Saved entries:
┄┄┄┄┄┄

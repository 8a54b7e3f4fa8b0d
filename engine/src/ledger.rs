use indexmap::IndexMap;
use serde::{Deserialize, Serialize};

#[derive(Debug, Clone, Copy, PartialEq, Eq, Default, Serialize, Deserialize)]
pub struct WeaponTally {
    pub total_damage: i32,
    pub hits: u32,
}

/// Run-scoped record of experience earned and spent, settled into the
/// player's banked experience only when the run ends.
#[derive(Debug, Clone, PartialEq, Eq, Default, Serialize, Deserialize)]
pub struct AdventureStats {
    pub exp_gained: i32,
    pub exp_spent: i32,
    pub enemies_defeated: u32,
    pub checkpoints_reached: u32,
    /// Keyed by weapon name; same-named weapons share a tally.
    pub weapon_damage: IndexMap<String, WeaponTally>,
}

impl AdventureStats {
    pub fn new() -> Self {
        Self::default()
    }

    pub fn record_hit(&mut self, weapon_name: &str, damage: i32) {
        let tally = self.weapon_damage.entry(weapon_name.to_string()).or_default();
        tally.total_damage += damage;
        tally.hits += 1;
    }

    pub fn net_gain(&self) -> i32 {
        self.exp_gained - self.exp_spent
    }

    /// Experience spendable mid-run: banked plus earned, minus already spent.
    pub fn available(&self, persistent_exp: i32) -> i32 {
        persistent_exp + self.exp_gained - self.exp_spent
    }
}
use std::fmt;

use serde::{Deserialize, Serialize};

use crate::equipment::{Armor, Equipment, Weapon};
use crate::error::GameError;

/// Stable handle to an inventory item. Keys are never reused within an inventory.
#[derive(Debug, Clone, Copy, PartialEq, Eq, PartialOrd, Ord, Hash, Serialize, Deserialize)]
pub struct ItemKey(pub u32);

impl fmt::Display for ItemKey {
    fn fmt(&self, f: &mut fmt::Formatter<'_>) -> fmt::Result {
        write!(f, "#{}", self.0)
    }
}

/// Player-owned items in acquisition order.
#[derive(Debug, Clone, Default)]
pub struct Inventory {
    items: Vec<(ItemKey, Equipment)>,
    next_key: u32,
}

impl Inventory {
    pub fn new() -> Self {
        Self::default()
    }

    pub fn insert(&mut self, item: Equipment) -> ItemKey {
        let key = ItemKey(self.next_key);
        self.next_key += 1;
        self.items.push((key, item));
        key
    }

    pub fn get(&self, key: ItemKey) -> Option<&Equipment> {
        self.items.iter().find(|(k, _)| *k == key).map(|(_, item)| item)
    }

    pub fn get_mut(&mut self, key: ItemKey) -> Option<&mut Equipment> {
        self.items.iter_mut().find(|(k, _)| *k == key).map(|(_, item)| item)
    }

    pub fn weapon(&self, key: ItemKey) -> Option<&Weapon> {
        self.get(key).and_then(Equipment::as_weapon)
    }

    pub fn armor(&self, key: ItemKey) -> Option<&Armor> {
        self.get(key).and_then(Equipment::as_armor)
    }

    /// Remove an item unless `slot` still wears it.
    pub fn remove(&mut self, key: ItemKey, slot: &EquipmentSlot) -> Result<Equipment, GameError> {
        if slot.is_equipped(key) {
            return Err(GameError::ItemInUse(key));
        }
        let pos = self
            .items
            .iter()
            .position(|(k, _)| *k == key)
            .ok_or(GameError::UnknownItem(key))?;
        Ok(self.items.remove(pos).1)
    }

    /// Key of the item at a menu position.
    pub fn key_at(&self, index: usize) -> Result<ItemKey, GameError> {
        self.items
            .get(index)
            .map(|(k, _)| *k)
            .ok_or(GameError::InvalidSelection { index, len: self.items.len() })
    }

    pub fn iter(&self) -> impl Iterator<Item = (ItemKey, &Equipment)> {
        self.items.iter().map(|(k, item)| (*k, item))
    }

    pub fn weapons(&self) -> impl Iterator<Item = (ItemKey, &Weapon)> {
        self.iter().filter_map(|(k, item)| item.as_weapon().map(|w| (k, w)))
    }

    pub fn armors(&self) -> impl Iterator<Item = (ItemKey, &Armor)> {
        self.iter().filter_map(|(k, item)| item.as_armor().map(|a| (k, a)))
    }

    pub fn len(&self) -> usize {
        self.items.len()
    }

    pub fn is_empty(&self) -> bool {
        self.items.is_empty()
    }
}

/// What the player is wearing: handles into the inventory, never owned items.
#[derive(Debug, Clone, Default, PartialEq, Eq)]
pub struct EquipmentSlot {
    armor: Option<ItemKey>,
    weapons: Vec<ItemKey>,
}

impl EquipmentSlot {
    pub fn new() -> Self {
        Self::default()
    }

    pub fn armor_key(&self) -> Option<ItemKey> {
        self.armor
    }

    /// Weapon handles in strike order.
    pub fn weapon_keys(&self) -> &[ItemKey] {
        &self.weapons
    }

    pub fn is_equipped(&self, key: ItemKey) -> bool {
        self.armor == Some(key) || self.weapons.contains(&key)
    }

    pub(crate) fn set_armor(&mut self, key: Option<ItemKey>) {
        self.armor = key;
    }

    pub(crate) fn push_weapon(&mut self, key: ItemKey) -> Result<(), GameError> {
        if self.weapons.contains(&key) {
            return Err(GameError::AlreadyEquipped(key));
        }
        self.weapons.push(key);
        Ok(())
    }

    pub(crate) fn remove_weapon_at(&mut self, index: usize) -> Result<ItemKey, GameError> {
        if index >= self.weapons.len() {
            return Err(GameError::InvalidSelection { index, len: self.weapons.len() });
        }
        Ok(self.weapons.remove(index))
    }

    pub(crate) fn clear_weapons(&mut self) {
        self.weapons.clear();
    }

    pub fn armor<'a>(&self, inventory: &'a Inventory) -> Option<&'a Armor> {
        self.armor.and_then(|k| inventory.armor(k))
    }

    pub fn weapons<'a>(&self, inventory: &'a Inventory) -> Vec<&'a Weapon> {
        self.weapons.iter().filter_map(|k| inventory.weapon(*k)).collect()
    }

    pub fn total_weight(&self, inventory: &Inventory) -> i32 {
        self.weapons(inventory).iter().map(|w| w.weight()).sum()
    }

    pub fn effective_dodge(&self, inventory: &Inventory) -> i32 {
        effective_dodge(self.armor(inventory), self.total_weight(inventory))
    }

    pub fn is_overweight(&self, inventory: &Inventory) -> bool {
        self.armor(inventory)
            .is_some_and(|a| exceeds_dodge_limit(self.total_weight(inventory), a.capacity()))
    }
}

/// True when `weight` is above 60% of `capacity`.
pub fn exceeds_dodge_limit(weight: i32, capacity: i32) -> bool {
    i64::from(weight) * 5 > i64::from(capacity) * 3
}

/// Nominal dodge of the armor, zero without armor or when carrying more than 60% of capacity.
pub fn effective_dodge(armor: Option<&Armor>, total_weight: i32) -> i32 {
    match armor {
        Some(a) if !exceeds_dodge_limit(total_weight, a.capacity()) => a.dodge_rate(),
        _ => 0,
    }
}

┄┄┄┄┄┄

Would you please copy exactly the part of the entries above that begins at the line containing "use crate::error::GameError;" and ends at the line containing "fn fmt(&self, f: &mut", both lines included?

_RESULT OF THE TASK:_
use crate::error::GameError;

/// Stable handle to an inventory item. Keys are never reused within an inventory.
#[derive(Debug, Clone, Copy, PartialEq, Eq, PartialOrd, Ord, Hash, Serialize, Deserialize)]
pub struct ItemKey(pub u32);

impl fmt::Display for ItemKey {
    fn fmt(&self, f: &mut fmt::Formatter<'_>) -> fmt::Result {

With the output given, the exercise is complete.